**Work to complete**
Bring together all lines from the listing below that contain the string "PartialEq".
Task inputs below:
//! Index-based intrusive doubly linked list
//!
//! Nodes live in an [`Arena`] and carry their own [`Link`]. The list holds
//! only head, tail and length, so pushing and unlinking a node by handle are
//! O(1) and restarting a node never allocates.

use crate::arena::{Arena, Handle};

/// Previous/next pointers embedded in a list node.
#[derive(Debug, Clone, Copy, Default, PartialEq, Eq)]
pub struct Link {
    prev: Option<Handle>,
    next: Option<Handle>,
    linked: bool,
}

impl Link {
    pub fn is_linked(&self) -> bool {
        self.linked
    }
}

/// Values that can sit on an [`IndexList`].
pub trait Linked {
    fn link(&self) -> &Link;
    fn link_mut(&mut self) -> &mut Link;
}

/// Head/tail of an intrusive list whose nodes live in an arena.
///
/// A node may be on at most one list at a time.
#[derive(Debug, Clone, Default, PartialEq, Eq)]
pub struct IndexList {
    head: Option<Handle>,
    tail: Option<Handle>,
    len: usize,
}

impl IndexList {
    pub fn new() -> Self {
        Self::default()
    }

    pub fn len(&self) -> usize {
        self.len
    }

    pub fn is_empty(&self) -> bool {
        self.len == 0
    }

    pub fn front(&self) -> Option<Handle> {
        self.head
    }

    /// Append `handle`. Returns false if it is missing or already linked.
    pub fn push_back<T: Linked>(&mut self, arena: &mut Arena<T>, handle: Handle) -> bool {
        match arena.get(handle) {
            Some(node) if !node.link().linked => {}
            _ => return false,
        }

        let old_tail = self.tail;
        if let Some(tail) = old_tail.and_then(|t| arena.get_mut(t)) {
            tail.link_mut().next = Some(handle);
        }
        if let Some(node) = arena.get_mut(handle) {
            *node.link_mut() = Link {
                prev: old_tail,
                next: None,
                linked: true,
            };
        }

        if self.head.is_none() {
            self.head = Some(handle);
        }
        self.tail = Some(handle);
        self.len += 1;
        true
    }

    /// Unlink `handle`. Returns false if it was not linked.
    pub fn remove<T: Linked>(&mut self, arena: &mut Arena<T>, handle: Handle) -> bool {
        let link = match arena.get(handle) {
            Some(node) if node.link().linked => *node.link(),
            _ => return false,
        };

        match link.prev.and_then(|p| arena.get_mut(p)) {
            Some(prev) => prev.link_mut().next = link.next,
            None => self.head = link.next,
        }
        match link.next.and_then(|n| arena.get_mut(n)) {
            Some(next) => next.link_mut().prev = link.prev,
            None => self.tail = link.prev,
        }
        if let Some(node) = arena.get_mut(handle) {
            *node.link_mut() = Link::default();
        }

        self.len -= 1;
        true
    }

    pub fn pop_front<T: Linked>(&mut self, arena: &mut Arena<T>) -> Option<Handle> {
        let head = self.head?;
        self.remove(arena, head);
        Some(head)
    }

    /// Handles in list order.
    pub fn to_vec<T: Linked>(&self, arena: &Arena<T>) -> Vec<Handle> {
        let mut out = Vec::with_capacity(self.len);
        let mut cursor = self.head;
        while let Some(handle) = cursor {
            out.push(handle);
            cursor = arena.get(handle).and_then(|node| node.link().next);
        }
        out
    }
}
End of Task inputs.
**Completed exercise**
#[derive(Debug, Clone, Copy, Default, PartialEq, Eq)]
#[derive(Debug, Clone, Default, PartialEq, Eq)]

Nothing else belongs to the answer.